Before shaving my hair off, I picked up some chemo caps. I bought a few extra for the kids: matching daytime and nighttime ones for my daughter and I, and a cute, versatile one for my son. They seemed to like wearing them on occasion, be it to go out or just to sleep. They came to play read or play cards with me in bed when I was too tired to play with them after school or camp. However, about half way through my treatment, something changed with our daughter.
Even though we explained to the children (aged 2.5 and 5.25 at the time of my diagnosis) that mommy was sick, we didn’t know how my diagnosis and treatment would impact them. And, it wasn’t until several months into treatment that we started seeing behavioural changes in our daughter. Over the summer, she was placed with 6 and 7 year olds in her swim camps since she was too strong a swimmer for the 4 and 5 year old activities. I also had an allergic reaction to the chemo drug I was switched to in the second half of treatment and I became very spent much more time in bed as a result of the severe side effects I had. These two things happened around the same time. I’m not sure if either of these were triggers, however she started asking questions about what she and the family would do when I died. She began having nightmares where she was being killed by insects. She sometimes cries and can’t explain why. And, last week, she asked me if she will get cancer because of I have it.
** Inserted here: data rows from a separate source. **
//! End-to-end conjoint analysis: validate, code, estimate, summarize.

use log::info;
use serde::Serialize;

use crate::attribute::{validate_attribute_set, Attribute};
use crate::bootstrap::{bootstrap_utilities, BootstrapOptions, BootstrapSummary};
use crate::data::{ChoiceDataBuilder, ChoiceObservation, ChoiceTable, ColumnMapping, LevelFrequency};
use crate::design::DesignMatrix;
use crate::diagnostics::{compute_diagnostics, ModelDiagnostics};
use crate::error::{ConjointWarning, Result};
use crate::estimation::{ChoiceProblem, ModelResult};
use crate::importance::{compute_importance, ImportanceScore};
use crate::options::ConjointOptions;
use crate::simulator::MarketSimulator;
use crate::utilities::{compute_utilities, UtilityTable};

/// A configured study ready to analyze response data.
#[derive(Clone, Debug)]
pub struct ConjointAnalysis {
    attributes: Vec<Attribute>,
    options: ConjointOptions,
}

impl ConjointAnalysis {
    /// Validates the attribute set and options up front.
    pub fn new(attributes: Vec<Attribute>, options: ConjointOptions) -> Result<Self> {
        validate_attribute_set(&attributes)?;
        options.validate()?;
        Ok(Self {
            attributes,
            options,
        })
    }

    pub fn attributes(&self) -> &[Attribute] {
        &self.attributes
    }

    pub fn options(&self) -> &ConjointOptions {
        &self.options
    }

    /// Reads a tabular export through `mapping` and analyzes it.
    pub fn run_table(&self, table: &ChoiceTable, mapping: &ColumnMapping) -> Result<ConjointResults> {
        let observations = table.to_observations(&self.attributes, mapping)?;
        self.run(observations)
    }

    /// Runs the full pipeline. Every stage fails fast; warnings from all
    /// stages are gathered on the result.
    pub fn run(&self, observations: Vec<ChoiceObservation>) -> Result<ConjointResults> {
        let data = ChoiceDataBuilder::new(self.attributes.clone(), observations)
            .none_label(self.options.none_label.clone())
            .min_responses_per_level(self.options.min_responses_per_level)
            .build()?;
        let mut warnings = data.warnings().to_vec();

        let design = DesignMatrix::build(&data, self.options.baseline_handling)?;
        let estimation = ChoiceProblem::new(design.clone())?.estimate(&self.options)?;
        warnings.extend(estimation.warnings);
        let model = estimation.model;

        let utilities = compute_utilities(&model, &design, self.options.confidence_level)?;
        let diagnostics = compute_diagnostics(&model, &design, data.respondent_count())?;
        let importance = compute_importance(&utilities)?;
        info!(
            "pseudo R² {:.4}, hit rate {:.3} (chance {:.3})",
            diagnostics.pseudo_r2, diagnostics.hit_rate, diagnostics.chance_rate
        );

        Ok(ConjointResults {
            model,
            utilities,
            importance,
            diagnostics,
            level_frequencies: data.level_frequencies().to_vec(),
            warnings,
            design,
            options: self.options.clone(),
        })
    }
}

/// Everything a report needs from one analysis run.
#[derive(Clone, Debug, Serialize)]
pub struct ConjointResults {
    pub model: ModelResult,
    pub utilities: UtilityTable,
    pub importance: Vec<ImportanceScore>,
    pub diagnostics: ModelDiagnostics,
    pub level_frequencies: Vec<LevelFrequency>,
    pub warnings: Vec<ConjointWarning>,
    #[serde(skip)]
    design: DesignMatrix,
    #[serde(skip)]
    options: ConjointOptions,
}

impl ConjointResults {
    /// A market simulator over the estimated utilities.
    pub fn simulator(&self) -> MarketSimulator {
        MarketSimulator::new(&self.utilities)
    }

    pub fn design(&self) -> &DesignMatrix {
        &self.design
    }

    /// Respondent bootstrap with the same estimation settings as the main fit.
    pub fn bootstrap(&self, bootstrap: &BootstrapOptions) -> Result<BootstrapSummary> {
        bootstrap_utilities(&self.design, &self.utilities, &self.options, bootstrap)
    }
}
use crate::core::ClockTime;
use crate::error::{TimegridError, TimegridResult};

/// First hour shown on the grid. Rows cover 08:00 up to 08:00 + slot_count.
pub const WINDOW_START_HOUR: u8 = 8;

/// One scheduled activity. `day` is 1-based, Monday = 1.
#[derive(Clone, Debug, serde::Serialize, serde::Deserialize)]
pub struct CourseRecord {
    pub name: String,
    pub day: u8,
    pub start: ClockTime,
    pub end: ClockTime,
    pub location: String,
}

/// Canvas constants with the stock timetable defaults. All overridable from
/// the request's `canvas` field.
#[derive(Clone, Copy, Debug, serde::Serialize, serde::Deserialize)]
#[serde(default)]
pub struct CanvasConfig {
    pub width: u32,
    pub height: u32,
    pub padding: u32,
    pub header_height: u32,
    pub axis_width: u32,
    pub day_count: u32,
    pub slot_count: u32,
}

impl Default for CanvasConfig {
    fn default() -> Self {
        Self {
            width: 1000,
            height: 1200,
            padding: 20,
            header_height: 40,
            axis_width: 60,
            day_count: 7,
            slot_count: 14,
        }
    }
}

/// Input contract from the (excluded) web glue: a style name, the course
/// list, optional canvas overrides, and an optional shuffle seed for
/// reproducible output.
#[derive(Clone, Debug, serde::Serialize, serde::Deserialize)]
pub struct RenderRequest {
    pub style: String,
    pub courses: Vec<CourseRecord>,
    #[serde(default)]
    pub canvas: Option<CanvasConfig>,
    #[serde(default, skip_serializing_if = "Option::is_none")]
    pub seed: Option<u64>,
}

/// Output contract: filename plus the base64 text of the PNG byte stream.
#[derive(Clone, Debug, serde::Serialize, serde::Deserialize)]
pub struct RenderOutput {
    pub filename: String,
    pub filedata_encoded: String,
}

impl RenderRequest {
    pub fn validate(&self) -> TimegridResult<()> {
        let config = self.canvas.unwrap_or_default();
        if config.day_count == 0 || config.slot_count == 0 {
            return Err(TimegridError::validation(
                "day_count and slot_count must be > 0",
            ));
        }

        for course in &self.courses {
            if course.day == 0 || u32::from(course.day) > config.day_count {
                return Err(TimegridError::validation(format!(
                    "course '{}' has day {} outside 1..={}",
                    course.name, course.day, config.day_count
                )));
            }
            if course.name.trim().is_empty() {
                return Err(TimegridError::validation("course name must be non-empty"));
            }
        }
        Ok(())
    }
}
What horrible thoughts for a five year-old to be worrying about. She should care about what she will draw with her chalk on the sidewalk, who can pick up the most rings from the bottom of the pool and who will find who in hide-and-go-seek. She shouldn’t be worried about her or I dying! So I started digging around to see if we could provide her with better support as clearly, what we were doing wasn’t enough.
Luckily, there are has some fantastic resources at our disposal, and each have a different role to play in ensuring that myself, my family and any additional caretaker has access to support and resources. Here are the ones that I have found useful for my family and I:
Wellspring is a Canadian-based non-profit organization that provides a multitude of different programs to those living with cancer. Their programs cover the gamut, from exercise, art, mindfulness, educational seminars, etc. We will be taking advantage of the “Adventures in Art” with the kids. All four of us will go to the sessions starting in October (September was already full!) and I know the kids will love making stamps, a treasure box and a holiday banner. They also have a great cancer resource library, with books for all types and stages of cancer, for adults and kids alike.
In Alberta, cancer patients have access to Psychosocial Oncology, a department within Alberta Health Services (AHS), which connects patients (and extends to their families) with psychologists, social workers and counsellors with the goal of helping us navigate the stresses caused by cancer, the treatment and recovery. Best of all, it is a free resource and is accessible via self-referral.
I’m also very thankful that my company has an Employee Assistance Program (EAP) as part of my benefits. With it, my dependants and I have access to custom, solution-focused. short-term support, advice and information relating to a specific issue. This is an employer-specific benefit and unfortunately isn’t available to everyone. Check with your employer to see if this is included in your benefits package.
Every cancer, every patient and every one of their situations is different. However, there are a number of resources available to cancer patients. If you aren’t sure what is out there, ask your medical team or reach out to your local cancer society. They can help guide you.